Compétences transférées : l’équation des moyens
Les textes congolais confient désormais aux communes la gestion de l’état civil, de l’éclairage public ou encore de la petite voirie. Autant de domaines où la proximité garantit une meilleure réactivité. Mais, comme l’a rappelé Jean Girardon, « donner des compétences sans ressources revient à condamner l’action publique à l’inefficacité ». Les budgets locaux demeurent tributaires à près de 80 % des dotations centrales, ce qui limite la marge de manœuvre des exécutifs municipaux. Dans un pays où la fiscalité locale reste embryonnaire, l’enjeu consiste à sécuriser des transferts financiers pérennes, tout en accompagnant les élus dans la montée en compétence de leurs services.
Le statut des élus, clé de voûte de la gouvernance territoriale
La consolidation de la décentralisation passe aussi par l’encadrement juridique des mandats. Le statut des élus locaux, en cours d’actualisation, doit concilier deux impératifs : susciter des vocations et garantir l’intégrité. En offrant, par exemple, une indemnisation raisonnable et une protection sociale aux maires de petites communes, l’État favorise l’émergence de compétences nouvelles issues de la société civile. Dans le même mouvement, un code de déontologie renforcé, déjà esquissé dans les travaux parlementaires, constitue un garde-fou contre les dérives clientélistes, préservant ainsi la légitimité démocratique chèrement acquise.
Coopérations verticales et synergies intercommunales
La géographie administrative congolaise superpose communes, districts et départements. Pour éviter les redondances, une répartition fonctionnelle des compétences est recherchée, notamment dans des secteurs de développement endogène comme le tourisme fluvial ou l’agroforesterie. Le maire français a plaidé pour une « coordination intelligente » entre niveaux, insistant sur la nécessité de conventions de projets pluriannuelles. Cette approche, encouragée par le gouvernement, permettrait de mutualiser les ressources humaines et de créer des effets d’échelle, là où les recettes fiscales sont encore modérées.
Benchmarking international : capitaliser sur les bonnes pratiques
Le Congo, engagé dans plusieurs programmes avec la Banque mondiale et l’Union africaine, mise sur l’échange d’expériences pour accélérer ses réformes. La présence de Jean Girardon à l’atelier de renforcement des capacités des sénateurs du Parti congolais du travail s’inscrit dans cette logique d’ouverture maîtrisée. Sans calquer aveuglément des modèles étrangers, Brazzaville entend comparer, adapter et innover.
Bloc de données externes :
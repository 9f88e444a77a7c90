//! SQLite-based habit and completion storage.
//!
//! Provides persistent storage for:
//! - Habits (name, description, optional target time)
//! - Append-only completion records per habit

use std::path::Path;

use chrono::{Local, NaiveDateTime};
use rusqlite::{params, Connection, OptionalExtension, Row};

use crate::error::DatabaseError;
use crate::habit::{CompletionHistory, Habit, HabitId, NewHabit, TargetTime};

use super::history_store::HistoryStore;
use super::{data_dir, migrations};

/// Storage format for instants. Fixed width, so text order is time order.
const INSTANT_FORMAT: &str = "%Y-%m-%dT%H:%M:%S%.6f";

fn format_instant(at: NaiveDateTime) -> String {
    at.format(INSTANT_FORMAT).to_string()
}

fn parse_instant(column: &str, raw: &str) -> Result<NaiveDateTime, DatabaseError> {
    NaiveDateTime::parse_from_str(raw, INSTANT_FORMAT).map_err(|_| DatabaseError::CorruptValue {
        column: column.to_string(),
        value: raw.to_string(),
    })
}

/// Raw habit row before text columns are decoded.
struct HabitRow {
    id: HabitId,
    name: String,
    description: String,
    target_time: Option<String>,
    created_at: String,
}

impl HabitRow {
    fn from_row(row: &Row<'_>) -> rusqlite::Result<Self> {
        Ok(Self {
            id: row.get(0)?,
            name: row.get(1)?,
            description: row.get(2)?,
            target_time: row.get(3)?,
            created_at: row.get(4)?,
        })
    }

    fn into_habit(self) -> Result<Habit, DatabaseError> {
        let target_time = self
            .target_time
            .as_deref()
            .map(|raw| {
                TargetTime::parse(raw).map_err(|_| DatabaseError::CorruptValue {
                    column: "target_time".into(),
                    value: raw.to_string(),
                })
            })
            .transpose()?;
        Ok(Habit {
            id: self.id,
            name: self.name,
            description: self.description,
            target_time,
            created_at: parse_instant("created_at", &self.created_at)?,
        })
    }
}

/// SQLite database for habits and completions.
pub struct Database {
    conn: Connection,
}

impl Database {
    /// Open the database at `~/.config/habitual/habitual.db`.
    ///
    /// Creates the database file and schema if they don't exist.
    ///
    /// # Errors
    /// Returns an error if the data directory cannot be created, or the
    /// database cannot be opened or migrated.
    pub fn open() -> Result<Self, Box<dyn std::error::Error>> {
        let path = data_dir()?.join("habitual.db");
        Ok(Self::open_at(&path)?)
    }

    /// Open (or create) a database file at an explicit path.
    pub fn open_at(path: &Path) -> Result<Self, DatabaseError> {
        let conn = Connection::open(path).map_err(|source| DatabaseError::OpenFailed {
            path: path.to_path_buf(),
            source,
        })?;
        Self::from_connection(conn)
    }

    /// Open an in-memory database.
    pub fn open_memory() -> Result<Self, DatabaseError> {
        let conn = Connection::open_in_memory().map_err(|source| DatabaseError::OpenFailed {
            path: ":memory:".into(),
            source,
        })?;
        Self::from_connection(conn)
    }

    fn from_connection(conn: Connection) -> Result<Self, DatabaseError> {
        conn.execute_batch("PRAGMA foreign_keys = ON;")?;
        migrations::migrate(&conn).map_err(|e| DatabaseError::MigrationFailed(e.to_string()))?;
        Ok(Self { conn })
    }

    fn habit_exists(&self, habit_id: HabitId) -> Result<bool, DatabaseError> {
        let found = self
            .conn
            .query_row("SELECT 1 FROM habits WHERE id = ?1", params![habit_id], |_| Ok(()))
            .optional()?;
        Ok(found.is_some())
    }

    /// Number of completions recorded for a habit.
    pub fn completion_count(&self, habit_id: HabitId) -> Result<u64, DatabaseError> {
        let count = self.conn.query_row(
            "SELECT COUNT(*) FROM completions WHERE habit_id = ?1",
            params![habit_id],
            |row| row.get::<_, u64>(0),
        )?;
        Ok(count)
    }
}

impl HistoryStore for Database {
    fn add_habit(&self, habit: &NewHabit) -> Result<HabitId, DatabaseError> {
        let created_at = Local::now().naive_local();
        self.conn.execute(
            "INSERT INTO habits (name, description, target_time, created_at)
             VALUES (?1, ?2, ?3, ?4)",
            params![
                habit.name,
                habit.description,
                habit.target_time.map(|t| t.to_string()),
                format_instant(created_at),
            ],
        )?;
        let id = self.conn.last_insert_rowid();
        tracing::debug!(habit_id = id, name = %habit.name, "habit added");
        Ok(id)
    }

    fn record_completion(&self, habit_id: HabitId, at: NaiveDateTime) -> Result<(), DatabaseError> {
        if !self.habit_exists(habit_id)? {
            return Err(DatabaseError::UnknownHabit(habit_id));
        }
        self.conn.execute(
            "INSERT INTO completions (habit_id, completed_at) VALUES (?1, ?2)",
            params![habit_id, format_instant(at)],
        )?;
        tracing::debug!(habit_id, completed_at = %at, "completion recorded");
        Ok(())
    }

    fn get_habit(&self, habit_id: HabitId) -> Result<Option<Habit>, DatabaseError> {
        let row = self
            .conn
            .query_row(
                "SELECT id, name, description, target_time, created_at
                 FROM habits WHERE id = ?1",
                params![habit_id],
                HabitRow::from_row,
            )
            .optional()?;
        row.map(HabitRow::into_habit).transpose()
    }

    fn completion_history(&self, habit_id: HabitId) -> Result<CompletionHistory, DatabaseError> {
        let mut stmt = self.conn.prepare(
            "SELECT completed_at FROM completions
             WHERE habit_id = ?1
             ORDER BY completed_at, id",
        )?;
        let rows = stmt.query_map(params![habit_id], |row| row.get::<_, String>(0))?;

        let mut instants = Vec::new();
        for raw in rows {
            instants.push(parse_instant("completed_at", &raw?)?);
        }
        Ok(instants.into())
    }

    fn all_habits(&self) -> Result<Vec<Habit>, DatabaseError> {
        let mut stmt = self.conn.prepare(
            "SELECT id, name, description, target_time, created_at
             FROM habits ORDER BY id",
        )?;
        let rows = stmt.query_map([], HabitRow::from_row)?;

        let mut habits = Vec::new();
        for row in rows {
            habits.push(row?.into_habit()?);
        }
        Ok(habits)
    }
}

#[cfg(test)]
mod tests {
    use super::*;
    use chrono::NaiveDate;

    fn at(d: u32, h: u32, m: u32) -> NaiveDateTime {
        NaiveDate::from_ymd_opt(2024, 5, d)
            .unwrap()
            .and_hms_opt(h, m, 0)
            .unwrap()
    }

    #[test]
    fn add_and_get_habit() {
        let db = Database::open_memory().unwrap();
        let id = db
            .add_habit(
                &NewHabit::new("Daily Exercise")
                    .with_description("30 minutes of cardio")
                    .with_target_time(TargetTime::new(8, 0).unwrap()),
            )
            .unwrap();

        let habit = db.get_habit(id).unwrap().unwrap();
        assert_eq!(habit.name, "Daily Exercise");
        assert_eq!(habit.description, "30 minutes of cardio");
        assert_eq!(habit.target_time, TargetTime::new(8, 0));
    }

    #[test]
    fn get_unknown_habit_is_none() {
        let db = Database::open_memory().unwrap();
        assert!(db.get_habit(42).unwrap().is_none());
    }

    #[test]
    fn history_is_ascending_regardless_of_insert_order() {
        let db = Database::open_memory().unwrap();
        let id = db.add_habit(&NewHabit::new("Read")).unwrap();
        db.record_completion(id, at(3, 21, 0)).unwrap();
        db.record_completion(id, at(1, 22, 15)).unwrap();
        db.record_completion(id, at(2, 20, 45)).unwrap();

        let history = db.completion_history(id).unwrap();
        assert_eq!(history.as_slice(), &[at(1, 22, 15), at(2, 20, 45), at(3, 21, 0)]);
        assert_eq!(db.completion_count(id).unwrap(), 3);
    }

    #[test]
    fn history_is_per_habit() {
        let db = Database::open_memory().unwrap();
        let a = db.add_habit(&NewHabit::new("A")).unwrap();
        let b = db.add_habit(&NewHabit::new("B")).unwrap();
        db.record_completion(a, at(1, 8, 0)).unwrap();

        assert_eq!(db.completion_history(a).unwrap().len(), 1);
        assert!(db.completion_history(b).unwrap().is_empty());
    }

    #[test]
    fn completion_for_unknown_habit_is_rejected() {
        let db = Database::open_memory().unwrap();
        let err = db.record_completion(99, at(1, 8, 0)).unwrap_err();
        assert!(matches!(err, DatabaseError::UnknownHabit(99)));
    }

    #[test]
    fn all_habits_ordered_by_id() {
        let db = Database::open_memory().unwrap();
        db.add_habit(&NewHabit::new("First")).unwrap();
        db.add_habit(&NewHabit::new("Second")).unwrap();

        let names: Vec<_> = db.all_habits().unwrap().into_iter().map(|h| h.name).collect();
        assert_eq!(names, vec!["First", "Second"]);
    }

    #[test]
    fn sub_second_precision_survives() {
        let db = Database::open_memory().unwrap();
        let id = db.add_habit(&NewHabit::new("Stretch")).unwrap();
        let precise = at(1, 7, 0) + chrono::Duration::microseconds(123_456);
        db.record_completion(id, precise).unwrap();
        assert_eq!(db.completion_history(id).unwrap().last(), Some(precise));
    }
}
Cette démarche pragmatique, saluée par les partenaires techniques, montre que la souveraineté s’exerce aussi par la sélection raisonnée des outils de gouvernance.
Cap vers 2025 : des collectivités plus autonomes et responsables
À l’horizon 2025, le ministère de la Décentralisation projette d’augmenter de 30 % la part des ressources transférées aux communes, tout en instaurant un fonds d’incitation fondé sur la performance. L’idée, inspirée des pratiques de la Communauté économique des États d’Afrique centrale, est de récompenser les collectivités qui améliorent la mobilisation fiscale locale et la qualité de leurs dépenses. Les maires interrogés à Brazzaville estiment que ce levier financier, adossé à des indicateurs transparents, renforcerait la culture de résultat déjà encouragée par le plan national de développement.
Un État stratège à l’écoute des territoires
En définitive, la décentralisation congolaise avance dans un cadre où l’État conserve un rôle d’impulsion stratégique, sans pour autant brider l’initiative locale. Le président Denis Sassou Nguesso, lors de son adresse sur l’état de la Nation, a rappelé que « la République a tout à gagner d’une proximité institutionnelle efficace ». La présence de personnalités étrangères de renom comme Jean Girardon illustre la confiance placée par la communauté internationale dans le modèle congolais en gestation. Reste à transformer l’essai : octroyer des moyens prévisibles, professionnaliser les élus et renforcer les mécanismes de reddition de comptes. À ce prix, l’ambition décentralisatrice pourra se traduire, sur le terrain, par des services publics tangibles et une démocratie de proximité consolidée.